__Assignment__. Using the material below, work out how many lines contain "explicitly". Only the number is wanted.

Data extracts below:

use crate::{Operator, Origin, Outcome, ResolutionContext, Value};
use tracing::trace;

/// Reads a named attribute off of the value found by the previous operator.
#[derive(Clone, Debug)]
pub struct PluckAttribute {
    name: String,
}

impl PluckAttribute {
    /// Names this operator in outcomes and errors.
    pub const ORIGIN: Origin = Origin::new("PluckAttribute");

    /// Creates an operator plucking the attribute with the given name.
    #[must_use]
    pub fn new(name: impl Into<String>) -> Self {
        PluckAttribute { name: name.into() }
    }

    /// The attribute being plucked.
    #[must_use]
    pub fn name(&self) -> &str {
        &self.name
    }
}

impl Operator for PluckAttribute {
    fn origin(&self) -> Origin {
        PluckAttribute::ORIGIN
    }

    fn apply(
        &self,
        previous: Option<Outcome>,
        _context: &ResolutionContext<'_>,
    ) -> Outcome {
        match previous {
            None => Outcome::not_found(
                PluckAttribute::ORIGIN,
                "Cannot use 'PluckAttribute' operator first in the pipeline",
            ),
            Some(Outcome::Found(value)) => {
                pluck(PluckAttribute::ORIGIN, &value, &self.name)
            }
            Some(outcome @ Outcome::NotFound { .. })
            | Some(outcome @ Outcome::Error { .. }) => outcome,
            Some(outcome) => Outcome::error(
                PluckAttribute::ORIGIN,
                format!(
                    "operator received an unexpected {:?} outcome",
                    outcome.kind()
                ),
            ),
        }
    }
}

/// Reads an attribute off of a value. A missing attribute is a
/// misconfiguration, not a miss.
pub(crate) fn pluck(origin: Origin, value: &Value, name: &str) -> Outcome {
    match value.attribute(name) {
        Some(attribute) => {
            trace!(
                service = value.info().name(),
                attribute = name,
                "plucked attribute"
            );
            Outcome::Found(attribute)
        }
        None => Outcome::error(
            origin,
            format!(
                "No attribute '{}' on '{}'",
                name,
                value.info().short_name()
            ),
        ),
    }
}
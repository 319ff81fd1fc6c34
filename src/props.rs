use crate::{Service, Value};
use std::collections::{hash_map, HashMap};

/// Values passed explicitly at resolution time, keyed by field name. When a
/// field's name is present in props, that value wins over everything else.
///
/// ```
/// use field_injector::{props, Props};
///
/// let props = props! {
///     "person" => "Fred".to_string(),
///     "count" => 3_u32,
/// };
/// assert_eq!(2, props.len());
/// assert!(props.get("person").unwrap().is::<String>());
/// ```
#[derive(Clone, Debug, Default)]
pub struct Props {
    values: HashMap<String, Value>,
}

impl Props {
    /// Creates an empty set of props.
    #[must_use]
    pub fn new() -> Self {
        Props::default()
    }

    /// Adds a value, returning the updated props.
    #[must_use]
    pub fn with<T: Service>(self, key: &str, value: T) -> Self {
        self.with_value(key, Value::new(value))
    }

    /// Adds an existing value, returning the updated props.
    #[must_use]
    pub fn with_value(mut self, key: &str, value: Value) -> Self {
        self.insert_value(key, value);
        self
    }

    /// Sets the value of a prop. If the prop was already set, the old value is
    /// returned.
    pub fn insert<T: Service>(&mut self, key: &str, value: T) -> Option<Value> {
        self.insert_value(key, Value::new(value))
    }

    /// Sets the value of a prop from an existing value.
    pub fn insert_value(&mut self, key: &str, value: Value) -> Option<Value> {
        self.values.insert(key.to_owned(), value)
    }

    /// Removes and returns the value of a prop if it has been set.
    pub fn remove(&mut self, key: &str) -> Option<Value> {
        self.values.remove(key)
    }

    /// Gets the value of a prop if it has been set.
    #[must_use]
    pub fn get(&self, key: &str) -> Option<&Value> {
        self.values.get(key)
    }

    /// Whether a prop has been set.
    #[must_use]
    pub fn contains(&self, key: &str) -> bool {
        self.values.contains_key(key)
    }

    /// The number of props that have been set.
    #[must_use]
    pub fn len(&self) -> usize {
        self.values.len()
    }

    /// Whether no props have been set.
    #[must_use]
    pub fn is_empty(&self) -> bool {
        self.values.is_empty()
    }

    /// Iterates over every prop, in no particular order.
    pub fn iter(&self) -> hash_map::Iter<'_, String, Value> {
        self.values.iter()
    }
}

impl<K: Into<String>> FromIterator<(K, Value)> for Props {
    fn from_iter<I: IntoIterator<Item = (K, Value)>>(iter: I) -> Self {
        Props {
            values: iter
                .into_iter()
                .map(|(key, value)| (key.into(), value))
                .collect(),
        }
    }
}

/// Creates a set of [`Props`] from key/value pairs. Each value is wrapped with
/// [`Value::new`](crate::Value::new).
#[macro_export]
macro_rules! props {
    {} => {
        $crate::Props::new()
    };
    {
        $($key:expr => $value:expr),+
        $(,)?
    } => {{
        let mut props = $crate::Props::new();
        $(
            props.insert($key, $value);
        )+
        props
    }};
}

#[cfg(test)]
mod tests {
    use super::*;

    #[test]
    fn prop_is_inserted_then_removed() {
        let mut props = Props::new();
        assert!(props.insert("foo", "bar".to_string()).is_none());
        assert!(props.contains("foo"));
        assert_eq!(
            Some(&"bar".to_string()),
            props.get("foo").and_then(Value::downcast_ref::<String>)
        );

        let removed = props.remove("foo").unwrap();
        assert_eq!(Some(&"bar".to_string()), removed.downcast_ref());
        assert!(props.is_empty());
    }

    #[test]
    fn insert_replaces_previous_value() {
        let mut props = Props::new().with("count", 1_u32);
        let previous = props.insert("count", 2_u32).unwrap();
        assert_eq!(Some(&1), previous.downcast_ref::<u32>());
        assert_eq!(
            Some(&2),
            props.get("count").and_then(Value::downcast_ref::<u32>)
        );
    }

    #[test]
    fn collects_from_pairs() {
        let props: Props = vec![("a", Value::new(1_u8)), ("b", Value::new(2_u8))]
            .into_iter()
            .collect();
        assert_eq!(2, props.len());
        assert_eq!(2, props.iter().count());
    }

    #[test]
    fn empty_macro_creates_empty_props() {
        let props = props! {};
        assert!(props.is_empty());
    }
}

End of Data extracts.
Data extracts below:

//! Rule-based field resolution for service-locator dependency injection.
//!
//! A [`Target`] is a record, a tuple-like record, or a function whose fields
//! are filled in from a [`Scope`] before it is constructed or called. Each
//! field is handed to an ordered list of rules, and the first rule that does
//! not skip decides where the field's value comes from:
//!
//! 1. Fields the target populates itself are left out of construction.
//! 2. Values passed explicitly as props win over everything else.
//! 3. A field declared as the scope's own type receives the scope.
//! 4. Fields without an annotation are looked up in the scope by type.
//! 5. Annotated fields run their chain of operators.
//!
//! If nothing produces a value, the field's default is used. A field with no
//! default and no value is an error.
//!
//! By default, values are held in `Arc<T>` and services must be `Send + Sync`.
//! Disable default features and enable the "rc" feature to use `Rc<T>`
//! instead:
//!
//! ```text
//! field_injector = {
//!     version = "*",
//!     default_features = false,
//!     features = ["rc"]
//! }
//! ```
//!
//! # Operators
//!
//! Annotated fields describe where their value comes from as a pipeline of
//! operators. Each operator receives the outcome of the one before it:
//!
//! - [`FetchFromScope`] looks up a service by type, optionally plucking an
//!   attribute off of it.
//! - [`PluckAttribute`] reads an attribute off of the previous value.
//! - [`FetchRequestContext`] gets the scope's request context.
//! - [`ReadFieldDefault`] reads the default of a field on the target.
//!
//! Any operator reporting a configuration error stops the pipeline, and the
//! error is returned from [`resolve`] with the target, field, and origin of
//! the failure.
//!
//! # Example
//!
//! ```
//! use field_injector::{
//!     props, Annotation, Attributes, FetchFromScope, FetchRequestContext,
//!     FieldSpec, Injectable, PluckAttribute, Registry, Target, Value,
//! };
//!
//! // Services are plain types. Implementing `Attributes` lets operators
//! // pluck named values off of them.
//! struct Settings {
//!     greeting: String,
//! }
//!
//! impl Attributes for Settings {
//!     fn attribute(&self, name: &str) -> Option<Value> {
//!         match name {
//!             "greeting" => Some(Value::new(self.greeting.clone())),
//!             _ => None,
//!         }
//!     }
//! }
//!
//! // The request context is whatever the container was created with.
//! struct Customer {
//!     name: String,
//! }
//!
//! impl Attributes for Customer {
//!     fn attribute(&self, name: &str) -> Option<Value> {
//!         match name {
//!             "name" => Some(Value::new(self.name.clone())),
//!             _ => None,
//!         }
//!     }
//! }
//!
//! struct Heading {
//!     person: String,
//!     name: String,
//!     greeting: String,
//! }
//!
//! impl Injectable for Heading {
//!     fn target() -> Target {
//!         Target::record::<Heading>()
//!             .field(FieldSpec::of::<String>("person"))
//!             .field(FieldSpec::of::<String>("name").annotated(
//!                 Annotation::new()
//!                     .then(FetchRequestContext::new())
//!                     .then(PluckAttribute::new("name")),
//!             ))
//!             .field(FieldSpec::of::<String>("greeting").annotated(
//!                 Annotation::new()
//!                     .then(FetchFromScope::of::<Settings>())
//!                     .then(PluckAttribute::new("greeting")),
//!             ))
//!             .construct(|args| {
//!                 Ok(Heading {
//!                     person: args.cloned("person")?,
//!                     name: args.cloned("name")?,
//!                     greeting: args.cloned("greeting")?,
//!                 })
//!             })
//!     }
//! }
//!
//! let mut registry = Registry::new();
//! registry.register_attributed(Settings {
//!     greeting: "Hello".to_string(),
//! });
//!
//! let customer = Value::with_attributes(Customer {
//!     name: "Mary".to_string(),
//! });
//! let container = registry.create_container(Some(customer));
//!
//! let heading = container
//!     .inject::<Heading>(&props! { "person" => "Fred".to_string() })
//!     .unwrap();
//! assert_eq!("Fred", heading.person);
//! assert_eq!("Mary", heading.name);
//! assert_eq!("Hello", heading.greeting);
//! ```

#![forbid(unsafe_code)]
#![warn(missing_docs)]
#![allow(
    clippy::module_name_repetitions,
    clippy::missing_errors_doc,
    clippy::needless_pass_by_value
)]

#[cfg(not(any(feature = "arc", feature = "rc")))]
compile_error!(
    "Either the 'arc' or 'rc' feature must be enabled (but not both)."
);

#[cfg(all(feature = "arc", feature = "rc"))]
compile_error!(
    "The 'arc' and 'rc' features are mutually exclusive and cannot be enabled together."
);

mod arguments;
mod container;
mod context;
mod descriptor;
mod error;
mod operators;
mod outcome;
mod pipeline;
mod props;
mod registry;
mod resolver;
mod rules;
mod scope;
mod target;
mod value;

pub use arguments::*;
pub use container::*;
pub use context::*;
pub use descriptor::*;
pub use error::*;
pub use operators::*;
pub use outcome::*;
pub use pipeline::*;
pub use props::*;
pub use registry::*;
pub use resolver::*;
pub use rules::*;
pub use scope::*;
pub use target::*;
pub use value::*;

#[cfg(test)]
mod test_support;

End of Data extracts.

__Response to this task__. 2